Alas, I suspect that the center-left isn't going to make it this time.

However, of it did, this would certainly be an interesting combination.

Moreover, its moderation would probably be of an innovative sort, given the policy wonk proclivities of both the smaller partners and of some of Labour's current front bench.

For what it's worth, I've noticed Winston making more lefty-centry noises than usual of recent weeks, which suggests he wouldn't be averse to participation.

But, clearly, any government of which he's part would need to retain knighthoods until he reached the point of retirement.

Anonymous said...

Victor, I believe a poll indicated that around 70% of NZF voters would prefer a post-election coalition with Labour rather than National. Although Winston often comments, buggar the polls, I'm certain he took notice. Not saying that would influence his decision after the election, but would certainly influence his 'tone' pre-election. I believe Winston would go with National, the largest block.

Guerilla Surgeon said...

I may have to swallow a dead rat, but I think that Labour are on to a hiding to nothing. Particularly as the nature of New Zealand elections is pretty cyclical. These third term things are often a toss-up.

Draco TB said...

The Maori Party have proven to be anything but extreme

Actually the mP, by their support of National, have proven themselves massively extreme and all that corruption in National gets splashed over them as well. As the saying goes, Lie down with dogs, get up with fleas.

Jigsaw said...

A Labour-Greens-NZF government would be the most unstable we would ever have had.

Tim Mallory said...

There is a lot of mis-info about water reticulation. What you are paying for is the delivery of water to your property and the removal of waste water away there from. the cost is calculated by the amount used, hence the metering. The water itself is free. The cost covers things like running the pumping stations for both fresh water and waste water.

Neither of which applies to me as I have my own well and septic tank.
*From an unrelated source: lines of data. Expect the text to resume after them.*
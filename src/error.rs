//! Error types for the memlayout engine.
//!
//! The layout pipeline itself never fails: degenerate input collapses to an
//! empty stack matrix and malformed addresses fail closed to `0`. These errors
//! surface only from the strict helpers around it (address parsing, loading
//! region trees and configuration).

use thiserror::Error;

/// Main error type for memlayout operations.
#[derive(Debug, Error)]
pub enum LayoutError {
    /// Address string is not a valid hexadecimal number
    #[error("Invalid address: {0}")]
    InvalidAddress(String),

    /// Region tree is structurally invalid
    #[error("Invalid input: {0}")]
    InvalidInput(String),

    /// Configuration value out of range
    #[error("Invalid configuration: {0}")]
    InvalidConfig(String),

    /// File I/O errors
    #[error("I/O error: {0}")]
    Io(#[from] std::io::Error),

    /// Serialization/deserialization errors
    #[error("Serialization error: {0}")]
    Serialization(String),
}

impl From<serde_json::Error> for LayoutError {
    fn from(err: serde_json::Error) -> Self {
        LayoutError::Serialization(err.to_string())
    }
}

/// Result type alias for memlayout operations
pub type Result<T> = std::result::Result<T, LayoutError>;
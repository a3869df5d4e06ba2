//! Drill-down navigation over the MCU fixture, feeding each level into the
//! layout pipeline the way a renderer would.

use memlayout::{compute_layout, DrillDownNavigator, Layer, LayoutConfig};

use crate::common::{mcu_tree, region_ids};

#[test]
fn drill_down_round_trip() {
    let tree = mcu_tree();
    let mut nav = DrillDownNavigator::new(tree.clone());

    assert!(nav.select(1));
    assert_eq!(nav.layer(), Layer::Sections);
    assert!(nav.select(10));
    assert_eq!(nav.layer(), Layer::Symbols);

    assert!(nav.back());
    assert!(nav.back());
    assert_eq!(nav.layer().number(), 1);
    assert_eq!(region_ids(nav.current_data()), region_ids(&tree));
    assert!(nav.parent_layer().is_none());
}

#[test]
fn empty_children_is_noop() {
    let mut nav = DrillDownNavigator::new(mcu_tree());
    nav.select(1);
    let before = nav.snapshot();

    // .rodata has no symbols
    assert!(!nav.select(11));
    assert_eq!(nav.snapshot(), before);
}

#[test]
fn clicking_an_unused_region_is_ignored() {
    let config = LayoutConfig::default();
    let mut nav = DrillDownNavigator::new(mcu_tree());
    let matrix = compute_layout(nav.current_data(), &config);
    let gap = matrix[0].iter().find(|r| r.is_unused()).unwrap().clone();

    assert!(!nav.select_laid_out(&gap));
    assert_eq!(nav.layer(), Layer::Segments);

    let flash = matrix[0].iter().find(|r| r.id == 1).unwrap().clone();
    assert!(nav.select_laid_out(&flash));
    assert_eq!(nav.layer(), Layer::Sections);
}

#[test]
fn each_level_lays_out() {
    let config = LayoutConfig::default();
    let mut nav = DrillDownNavigator::new(mcu_tree());
    assert!(!compute_layout(nav.current_data(), &config).is_empty());

    nav.select(1);
    let sections = compute_layout(nav.current_data(), &config);
    assert_eq!(sections.len(), 1);

    nav.select(10);
    let symbols = compute_layout(nav.current_data(), &config);
    let real: Vec<u32> = symbols[0]
        .iter()
        .filter(|r| !r.is_unused())
        .map(|r| r.id)
        .collect();
    assert_eq!(real, vec![100, 101, 102]);
}

#[test]
fn breadcrumb_labels_follow_the_path() {
    let mut nav = DrillDownNavigator::new(mcu_tree());
    assert_eq!(nav.breadcrumb_label(), "Segments");
    nav.select(1);
    assert_eq!(nav.breadcrumb_label(), "Sections for Segment \"1 - LOAD\"");
    nav.select(10);
    assert_eq!(nav.breadcrumb_label(), "Symbols for Section \".text\"");
    nav.reset();
    assert_eq!(nav.layer(), Layer::Segments);
    assert_eq!(nav.breadcrumb_label(), "Segments");
}

#[test]
fn fresh_snapshot_keeps_valid_path() {
    let mut nav = DrillDownNavigator::new(mcu_tree());
    nav.select(3);
    nav.replace_tree(mcu_tree());
    assert_eq!(nav.layer(), Layer::Sections);
    assert_eq!(region_ids(nav.current_data()), vec![30, 31]);
}
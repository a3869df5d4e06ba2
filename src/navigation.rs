//! Three-level drill-down navigation over a segment tree.
//!
//! The navigator starts at the segment level. Selecting a segment with
//! sections shows those sections, selecting a section with symbols shows the
//! symbols. The path taken is kept as a breadcrumb stack of region ids, so
//! going back is a pop rather than a search for the parent.

use serde::Serialize;
use std::fmt;
use tracing::{debug, trace};

use crate::core::region::{LaidOutRegion, Region};

/// Drill-down level. Serializes as its layer number.
#[derive(Debug, Clone, Copy, PartialEq, Eq, PartialOrd, Ord, Hash, Serialize)]
#[serde(into = "u8")]
pub enum Layer {
    Segments = 1,
    Sections = 2,
    Symbols = 3,
}

impl Layer {
    /// Layer number as shown to the user, starting at 1.
    pub fn number(self) -> u8 {
        self as u8
    }

    fn from_depth(depth: usize) -> Self {
        match depth {
            0 => Layer::Segments,
            1 => Layer::Sections,
            _ => Layer::Symbols,
        }
    }

    fn depth(self) -> usize {
        self as usize - 1
    }
}

impl From<Layer> for u8 {
    fn from(layer: Layer) -> Self {
        layer.number()
    }
}

impl fmt::Display for Layer {
    fn fmt(&self, f: &mut fmt::Formatter<'_>) -> fmt::Result {
        match self {
            Layer::Segments => write!(f, "Segments"),
            Layer::Sections => write!(f, "Sections"),
            Layer::Symbols => write!(f, "Symbols"),
        }
    }
}

/// Navigation state handed to the renderer.
#[derive(Debug, Clone, PartialEq, Serialize)]
pub struct NavigationState {
    pub layer: Layer,
    pub current_data: Vec<Region>,
    pub parent_layer: Option<Region>,
    pub breadcrumb: String,
}

/// Drill-down state machine over one segment tree snapshot.
#[derive(Debug, Clone)]
pub struct DrillDownNavigator {
    tree: Vec<Region>,
    /// Ids of the selected segment and section, outermost first
    breadcrumbs: Vec<u32>,
    current: Vec<Region>,
}

impl DrillDownNavigator {
    pub fn new(tree: Vec<Region>) -> Self {
        let current = tree.clone();
        Self {
            tree,
            breadcrumbs: Vec::new(),
            current,
        }
    }

    pub fn layer(&self) -> Layer {
        Layer::from_depth(self.breadcrumbs.len())
    }

    pub fn tree(&self) -> &[Region] {
        &self.tree
    }

    pub fn breadcrumbs(&self) -> &[u32] {
        &self.breadcrumbs
    }

    /// Regions shown at the current layer.
    ///
    /// Sections are ordered by ascending size, symbols by ascending address.
    pub fn current_data(&self) -> &[Region] {
        &self.current
    }

    /// The segment or section whose children are being shown.
    pub fn parent_layer(&self) -> Option<&Region> {
        resolve_path(&self.tree, &self.breadcrumbs)
    }

    /// Drill into the region `id` of the current data.
    ///
    /// Returns `false`, leaving the state unchanged, at the symbol level, for
    /// unknown ids and for regions without children.
    pub fn select(&mut self, id: u32) -> bool {
        if self.layer() == Layer::Symbols {
            trace!(id, "Symbols are leaves, ignoring selection");
            return false;
        }

        let Some(region) = self.current.iter().find(|r| r.id == id) else {
            trace!(id, layer = %self.layer(), "Selected region not in current data");
            return false;
        };
        if !region.has_children() {
            trace!(id, "Selected region has no children");
            return false;
        }

        self.breadcrumbs.push(id);
        self.refresh();
        debug!(id, layer = %self.layer(), "Drilled down");
        true
    }

    /// Drill into a region picked from the rendered layout.
    ///
    /// Synthetic unused regions are never selectable.
    pub fn select_laid_out(&mut self, region: &LaidOutRegion) -> bool {
        if region.is_unused() {
            trace!(id = region.id, "Ignoring click on unused region");
            return false;
        }
        self.select(region.id)
    }

    /// Go up one layer. Returns `false` when already at the segment level.
    pub fn back(&mut self) -> bool {
        if self.breadcrumbs.pop().is_none() {
            return false;
        }
        self.refresh();
        debug!(layer = %self.layer(), "Navigated back");
        true
    }

    /// Go up to `layer`. Returns `false` if that would not move up.
    pub fn back_to(&mut self, layer: Layer) -> bool {
        let depth = layer.depth();
        if depth >= self.breadcrumbs.len() {
            return false;
        }
        self.breadcrumbs.truncate(depth);
        self.refresh();
        debug!(layer = %self.layer(), "Navigated back");
        true
    }

    /// Return to the segment level.
    pub fn reset(&mut self) {
        self.breadcrumbs.clear();
        self.refresh();
    }

    /// Swap in a fresh snapshot, keeping as much of the current path as still
    /// resolves to regions with children.
    pub fn replace_tree(&mut self, tree: Vec<Region>) {
        self.tree = tree;
        let mut kept = 0;
        while kept < self.breadcrumbs.len()
            && resolve_path(&self.tree, &self.breadcrumbs[..=kept]).is_some_and(Region::has_children)
        {
            kept += 1;
        }
        if kept < self.breadcrumbs.len() {
            debug!(
                from = self.breadcrumbs.len(),
                to = kept,
                "Path no longer resolves, truncating"
            );
        }
        self.breadcrumbs.truncate(kept);
        self.refresh();
    }

    /// Human-readable label for the back button.
    pub fn breadcrumb_label(&self) -> String {
        match (self.layer(), self.parent_layer()) {
            (Layer::Sections, Some(segment)) => format!(
                "Sections for Segment \"{} - {}\"",
                segment.id, segment.region_type
            ),
            (Layer::Symbols, Some(section)) => {
                format!("Symbols for Section \"{}\"", section.label)
            }
            _ => Layer::Segments.to_string(),
        }
    }

    pub fn snapshot(&self) -> NavigationState {
        NavigationState {
            layer: self.layer(),
            current_data: self.current.clone(),
            parent_layer: self.parent_layer().cloned(),
            breadcrumb: self.breadcrumb_label(),
        }
    }

    fn refresh(&mut self) {
        let layer = self.layer();
        self.current = match self.parent_layer() {
            None => self.tree.clone(),
            Some(parent) => {
                let mut children = parent.children.clone();
                match layer {
                    Layer::Sections => children.sort_by_key(|r| r.size),
                    _ => children.sort_by_key(Region::start),
                }
                children
            }
        };
    }
}

fn resolve_path<'a>(tree: &'a [Region], path: &[u32]) -> Option<&'a Region> {
    let (first, rest) = path.split_first()?;
    let mut node = tree.iter().find(|r| r.id == *first)?;
    for id in rest {
        node = node.children.iter().find(|r| r.id == *id)?;
    }
    Some(node)
}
It still costs me to pump the water to my house.

Guerilla Surgeon said...

Jigsaw, you have a habit of making these pronouncements without the slightest evidence. The Greens have worked well with Labour in the past, though not in government. But they did a very respectable job on confidence and supply. I must confess the wildcard is Winston, but the most unstable government I can think of would be the National / New Zealand first coalition of some years ago :-). And that actually was hardly Winston's fault.

Jigsaw said...

My 'evidence' is just that NZ First would have to work with the Greens who they despise (if you watch the House you can hardly be unaware of this) and as you point out the Greens and Labour would have to work together-even more difficult as the left loves to argue and the Greens are hated by many in Labour or have you not noticed!. I freely admit that I seldom offer evidence when it appears so self evident-to most people anyway.

Jigsaw said...

Tim Malloy is correct about water - we are in the same position and although the water is without a charge when it falls from the sky it still costs us to pump it to a useable place. The same applies to waste water although I am at a loss to know why we pay such high rates when the council doesn't supply either to us....nor any rubbish collection. I hope that offers enough detail for GS to be able to grasp the situation...

Chris Trotter said...

Matters deemed to be "self evident", Jigsaw, are usually only evident to the self who deemed them so.